### Task description
Lines with the word "gauge": copy all of them from the entries below.

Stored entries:
§ §
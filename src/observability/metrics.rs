//! Metrics collection and exposition.
//!
//! # Metrics
//! - `event_server_requests_total` (counter): requests by status
//! - `event_server_request_duration_seconds` (histogram): time from queue to response
//! - `event_server_active_connections` (gauge): open TCP connections
//! - `event_server_queue_rejections_total` (counter): 503/404/401 before dispatch, by reason
//! - `event_server_events_posted_total` (counter): events accepted by channels
//! - `event_server_events_delivered_total` (counter): deliveries by transport
//! - `event_server_transport_failures_total` (counter): failed writes by transport
//! - `event_server_websocket_frames_total` (counter): frames by direction
//!
//! Without an installed recorder every call is a no-op.

use std::net::SocketAddr;
use std::time::Instant;

use metrics::{counter, gauge, histogram};
use metrics_exporter_prometheus::PrometheusBuilder;

/// Install the Prometheus recorder and its scrape endpoint.
pub fn init_metrics(addr: SocketAddr) {
    match PrometheusBuilder::new().with_http_listener(addr).install() {
        Ok(()) => tracing::info!(address = %addr, "Metrics exporter listening"),
        Err(e) => tracing::error!(error = %e, "Failed to install metrics exporter"),
    }
}

pub fn record_request(status: u16, start: Instant) {
    counter!("event_server_requests_total", "status" => status.to_string()).increment(1);
    histogram!("event_server_request_duration_seconds").record(start.elapsed().as_secs_f64());
}

pub fn record_connection_opened() {
    gauge!("event_server_active_connections").increment(1.0);
}

pub fn record_connection_closed() {
    gauge!("event_server_active_connections").decrement(1.0);
}

pub fn record_queue_rejection(reason: &'static str) {
    counter!("event_server_queue_rejections_total", "reason" => reason).increment(1);
}

pub fn record_event_posted() {
    counter!("event_server_events_posted_total").increment(1);
}

pub fn record_event_delivered(transport: &'static str) {
    counter!("event_server_events_delivered_total", "transport" => transport).increment(1);
}

pub fn record_transport_failure(transport: &'static str) {
    counter!("event_server_transport_failures_total", "transport" => transport).increment(1);
}

pub fn record_frame(direction: &'static str) {
    counter!("event_server_websocket_frames_total", "direction" => direction).increment(1);
}
//! Arena-backed XML document.
//!
//! Elements live in one `Vec` and refer to each other by [`ElementId`].
//! A document is built through [`XmlBuilder`] or [`XmlMessage::new`] and
//! the `add_*` methods, then usually shared as `Arc<XmlMessage>`. Once shared it is
//! read-only.

/// Index of an element inside its document.
#[derive(Debug, Clone, Copy, PartialEq, Eq, Hash, PartialOrd, Ord)]
pub struct ElementId(usize);

impl ElementId {
    pub fn index(self) -> usize {
        self.0
    }
}

#[derive(Debug, Clone, PartialEq, Eq)]
pub struct XmlAttribute {
    pub name: String,
    pub value: String,
}

#[derive(Debug, Clone)]
pub struct XmlElement {
    pub name: String,
    pub value: String,
    pub attributes: Vec<XmlAttribute>,
    pub children: Vec<ElementId>,
    pub parent: Option<ElementId>,
}

impl XmlElement {
    fn new(name: &str, value: &str, parent: Option<ElementId>) -> Self {
        Self {
            name: name.to_string(),
            value: value.to_string(),
            attributes: Vec::new(),
            children: Vec::new(),
            parent,
        }
    }

    pub fn attribute(&self, name: &str) -> Option<&XmlAttribute> {
        self.attributes.iter().find(|a| a.name == name)
    }
}

/// An XML document with a single root element.
#[derive(Debug, Clone)]
pub struct XmlMessage {
    elements: Vec<XmlElement>,
}

impl XmlMessage {
    pub fn new(root_name: &str) -> Self {
        Self {
            elements: vec![XmlElement::new(root_name, "", None)],
        }
    }

    /// A document without any element.
    pub fn empty() -> Self {
        Self { elements: Vec::new() }
    }

    pub fn root(&self) -> Option<ElementId> {
        (!self.elements.is_empty()).then_some(ElementId(0))
    }

    pub fn element(&self, id: ElementId) -> &XmlElement {
        &self.elements[id.0]
    }

    pub fn get(&self, id: ElementId) -> Option<&XmlElement> {
        self.elements.get(id.0)
    }

    pub fn len(&self) -> usize {
        self.elements.len()
    }

    pub fn is_empty(&self) -> bool {
        self.elements.is_empty()
    }

    /// Append a child element under `parent`.
    pub fn add_element(&mut self, parent: ElementId, name: &str, value: &str) -> ElementId {
        let id = ElementId(self.elements.len());
        self.elements.push(XmlElement::new(name, value, Some(parent)));
        self.elements[parent.0].children.push(id);
        id
    }

    pub fn set_attribute(&mut self, element: ElementId, name: &str, value: &str) {
        let attributes = &mut self.elements[element.0].attributes;
        match attributes.iter_mut().find(|a| a.name == name) {
            Some(existing) => existing.value = value.to_string(),
            None => attributes.push(XmlAttribute {
                name: name.to_string(),
                value: value.to_string(),
            }),
        }
    }

    pub fn set_value(&mut self, element: ElementId, value: &str) {
        self.elements[element.0].value = value.to_string();
    }

    pub fn children(&self, id: ElementId) -> &[ElementId] {
        &self.elements[id.0].children
    }

    pub fn parent(&self, id: ElementId) -> Option<ElementId> {
        self.elements[id.0].parent
    }

    /// First element named `name`: `start` itself, then its children, and
    /// with `recursive` the whole subtree in document order.
    pub fn find_element(&self, start: ElementId, name: &str, recursive: bool) -> Option<ElementId> {
        if self.element(start).name == name {
            return Some(start);
        }
        for &child in self.children(start) {
            if self.element(child).name == name {
                return Some(child);
            }
            if recursive {
                if let Some(found) = self.find_element(child, name, true) {
                    return Some(found);
                }
            }
        }
        None
    }

    /// Direct child named `name`.
    pub fn find_child(&self, parent: ElementId, name: &str) -> Option<ElementId> {
        self.children(parent)
            .iter()
            .copied()
            .find(|&c| self.element(c).name == name)
    }

    /// All descendants of `start` (excluding `start`) named `name`, in
    /// document order. `*` matches any name.
    pub fn descendants_named(&self, start: ElementId, name: &str) -> Vec<ElementId> {
        let mut found = Vec::new();
        self.collect_named(start, name, &mut found);
        found
    }

    fn collect_named(&self, start: ElementId, name: &str, found: &mut Vec<ElementId>) {
        for &child in self.children(start) {
            if name == "*" || self.element(child).name == name {
                found.push(child);
            }
            self.collect_named(child, name, found);
        }
    }

    /// Whether the subtree below `start` holds an element named `name`.
    pub fn subtree_contains(&self, start: ElementId, name: &str, recursive: bool) -> bool {
        self.children(start).iter().any(|&c| {
            self.element(c).name == name || (recursive && self.subtree_contains(c, name, true))
        })
    }

    pub fn find_attribute(&self, element: ElementId, name: &str) -> Option<&XmlAttribute> {
        self.element(element).attribute(name)
    }
}

/// Fluent construction of an [`XmlMessage`].
///
/// `open` descends into a new element, `close` returns to its parent;
/// `leaf` and `attr` act on the element currently open.
#[derive(Debug)]
pub struct XmlBuilder {
    doc: XmlMessage,
    stack: Vec<ElementId>,
}

impl XmlBuilder {
    pub fn new(root_name: &str) -> Self {
        Self {
            doc: XmlMessage::new(root_name),
            stack: vec![ElementId(0)],
        }
    }

    fn current(&self) -> ElementId {
        self.stack.last().copied().unwrap_or(ElementId(0))
    }

    pub fn open(mut self, name: &str) -> Self {
        let id = self.doc.add_element(self.current(), name, "");
        self.stack.push(id);
        self
    }

    pub fn close(mut self) -> Self {
        if self.stack.len() > 1 {
            self.stack.pop();
        }
        self
    }

    pub fn leaf(mut self, name: &str, value: &str) -> Self {
        self.doc.add_element(self.current(), name, value);
        self
    }

    pub fn text(mut self, value: &str) -> Self {
        let current = self.current();
        self.doc.set_value(current, value);
        self
    }

    pub fn attr(mut self, name: &str, value: &str) -> Self {
        let current = self.current();
        self.doc.set_attribute(current, name, value);
        self
    }

    pub fn build(self) -> XmlMessage {
        self.doc
    }
}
§ §
### Exercise output
//! - `event_server_active_connections` (gauge): open TCP connections
use metrics::{counter, gauge, histogram};
    gauge!("event_server_active_connections").increment(1.0);
    gauge!("event_server_active_connections").decrement(1.0);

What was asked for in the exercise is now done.